Saturday, June 3, 2017

1022. Dhanvantari and the blood sucking Leech.

Initially I was interested in studying and knowing the iconography of the Deities. I was pulled towards the Vaishnava Iconography and started to read Vishnu Kosha by S.K Ramachandra Rao, Vaishnava Iconography in the Tamil country by R.Champakalakshmi, The Iconography of Vaishnava images in Orrisa by Thomas E Donaldson, Vaisnava Art and Iconography of Kashmir by Bansi Lal Malla and a few more book on ancient sculptures depicting Maha Vishnu. It was interesting to find that the sculptures of Vishnu from the Gupta period (320 AD) had His attribute Sudarshana Chakra personified as a short and stout person with a pot belly.    
While knowing about the different incarnations of Maha Vishnu and its iconography I was wondering why we normally mention the Dasavataras alone where only the 10 incarnation of Maha Vishnu mentioned. In fact at the time of Kurmavatara (Tortoise incarnation) Maha Vishnu came as Mohini (damsel who distributed the Ambrosia) and also the one who brought the pot of Ambrosia Dhanvantari (the celestial physician). 

Though the tortoise incarnation became famous these two Mohini and Dhanvantari has not been talked about.
The iconography of Dhanvantari is very interesting. He has four arms and in His upper right and left He holds the Sankha (Conch) and Chakra (Disc) respectively.
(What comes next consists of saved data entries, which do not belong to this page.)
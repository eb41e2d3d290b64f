//! TPM character device backend.
//!
//! Talks to `/dev/tpmrm0`-style device nodes with the two vendor commands
//! that read and write the configuration structure. Commands carry no
//! sessions and no handles.

use std::fs::{File, OpenOptions};
use std::io::{Read, Write};
use std::path::{Path, PathBuf};

use crate::register::{REGISTER_COUNT, RegisterSet};

use super::{ConfigDevice, TransportError};

/// Vendor command writing the configuration structure.
pub const NTC2_CC_PRE_CONFIG: u32 = 0x2000_0211;

/// Vendor command reading the configuration structure.
pub const NTC2_CC_GET_CONFIG: u32 = 0x2000_0213;

const TPM_ST_NO_SESSIONS: u16 = 0x8001;

/// Tag (2) + size (4) + command/response code (4)
const HEADER_SIZE: usize = 10;

const TPM_MAX_RESPONSE_SIZE: usize = 4096;

/// TPM device reached through a byte channel.
///
/// The channel is normally the opened device node; tests substitute an
/// in-memory channel.
#[derive(Debug)]
pub struct TpmDevice<C = File> {
    channel: C,
    path: PathBuf,
}

impl TpmDevice<File> {
    /// Opens a TPM device node for reading and writing.
    ///
    /// # Errors
    ///
    /// Returns [`TransportError::Open`] if the node cannot be opened.
    pub fn open(path: impl AsRef<Path>) -> Result<Self, TransportError> {
        let path = path.as_ref();
        let file = OpenOptions::new()
            .read(true)
            .write(true)
            .open(path)
            .map_err(|source| TransportError::Open {
                path: path.to_path_buf(),
                source,
            })?;

        tracing::debug!("Opened TPM device {}", path.display());
        Ok(Self::from_channel(file, path))
    }
}

impl<C: Read + Write> TpmDevice<C> {
    /// Wraps an already-open channel.
    #[must_use]
    pub fn from_channel(channel: C, path: impl Into<PathBuf>) -> Self {
        Self {
            channel,
            path: path.into(),
        }
    }

    /// Returns the device path.
    #[must_use]
    pub fn path(&self) -> &Path {
        &self.path
    }

    /// Consumes the device and returns the channel.
    pub fn into_channel(self) -> C {
        self.channel
    }

    /// Sends one command and returns the response parameters.
    fn execute(&mut self, command_code: u32, parameters: &[u8]) -> Result<Vec<u8>, TransportError> {
        let command = build_command(command_code, parameters);
        tracing::trace!("TPM command {command_code:#010x}: {} bytes", command.len());

        self.channel
            .write_all(&command)
            .map_err(TransportError::Io)?;

        let mut response = vec![0u8; TPM_MAX_RESPONSE_SIZE];
        let n = self
            .channel
            .read(&mut response)
            .map_err(TransportError::Io)?;
        response.truncate(n);

        parse_response(&response).map(<[u8]>::to_vec)
    }
}

impl<C: Read + Write> ConfigDevice for TpmDevice<C> {
    fn read_config(&mut self) -> Result<RegisterSet, TransportError> {
        let body = self.execute(NTC2_CC_GET_CONFIG, &[])?;
        let bytes: [u8; REGISTER_COUNT] = body.as_slice().try_into().map_err(|_| {
            TransportError::MalformedResponse(format!(
                "configuration is {} bytes, expected {REGISTER_COUNT}",
                body.len()
            ))
        })?;
        Ok(RegisterSet::from_bytes(bytes))
    }

    fn submit_config(&mut self, config: &RegisterSet) -> Result<(), TransportError> {
        let body = self.execute(NTC2_CC_PRE_CONFIG, &config.to_bytes())?;
        if !body.is_empty() {
            tracing::debug!(
                "Ignoring {} unexpected response bytes from PreConfig",
                body.len()
            );
        }
        Ok(())
    }
}

/// Builds a session-less command buffer.
pub(super) fn build_command(command_code: u32, parameters: &[u8]) -> Vec<u8> {
    let size = HEADER_SIZE + parameters.len();
    let mut buf = Vec::with_capacity(size);

    buf.extend_from_slice(&TPM_ST_NO_SESSIONS.to_be_bytes());
    // Commands are at most a few dozen bytes
    buf.extend_from_slice(&u32::try_from(size).unwrap_or(u32::MAX).to_be_bytes());
    buf.extend_from_slice(&command_code.to_be_bytes());
    buf.extend_from_slice(parameters);
    buf
}

/// Checks a response header and returns the parameter area.
pub(super) fn parse_response(response: &[u8]) -> Result<&[u8], TransportError> {
    if response.len() < HEADER_SIZE {
        return Err(TransportError::MalformedResponse(format!(
            "response is {} bytes, shorter than the {HEADER_SIZE}-byte header",
            response.len()
        )));
    }

    let tag = u16::from_be_bytes([response[0], response[1]]);
    let size = u32::from_be_bytes([response[2], response[3], response[4], response[5]]);
    let code = u32::from_be_bytes([response[6], response[7], response[8], response[9]]);

    if usize::try_from(size).ok() != Some(response.len()) {
        return Err(TransportError::MalformedResponse(format!(
            "header size {size} does not match the {} bytes received",
            response.len()
        )));
    }

    if code != 0 {
        return Err(TransportError::ResponseCode(code));
    }

    if tag != TPM_ST_NO_SESSIONS {
        return Err(TransportError::MalformedResponse(format!(
            "unexpected response tag {tag:#06x}"
        )));
    }

    Ok(&response[HEADER_SIZE..])
}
In His lower left hand He has Amrutha Kalasha (pot of Ambrosia) and in His lower right He holds a Jaluka (Leech).     

Leeches are creepy worms found in marshy places. They are generally blood suckers but why would Dhanvantari hold it in His hand is the question? 

Leeches came with Dhanvantari at the time of Samudra Manthana (churning of the ocean).  Ayurveda considers leeches to be the best to get the clotted blood out of the body. Leech therapy was used in ancient India when the soldiers in the war had the blood clot and in the reattachment of the severed limbs in the battle where the leeches were used periodically to suck the stagnant blood from the veins till it recovered. Amazing part is that the leech bite is not experienced as its saliva has aesthetic qualities; also it has enzymes and serums which stop blood from coagulating.

Recently the medical world is using leeches to treat varicose veins too. Leeches are given a wash in the water mixed with turmeric to make it sterilised and then they are left on the swollen veins to suck the stagnant deoxygenated blood in the veins.      
Ayurvedic practitioners say that using leeches on the diabetic patients can save them from the complications due to delay in healing of surgical wounds. It is said that the saliva from the leech is also used in cancer treatment and for cosmetic treatment too. One leech can suck blood up to ten times its weight. One section of sucking can make it sustain for several months. The leech grip is tight and it falls off on its own once it has had its stomach full of blood. There is no pain and the bites heal quickly too.

There are not many temples dedicated to Dhanvantari in North India but in South there are a few. Among the states in South India Kerala has many Dhanvantari temples. Off which the one in Nelluvaya, Thottuva, Koozhakottu, Anakkal, Maruthor Vattam, Prayikkara are most visited. This show how Dhanvantari and leeches are closely associated, we find more leeches in Kerala.  There is a Dhanvantari temple inside the famous Srirangam temple as well as Kanchi Varadaraja Temple.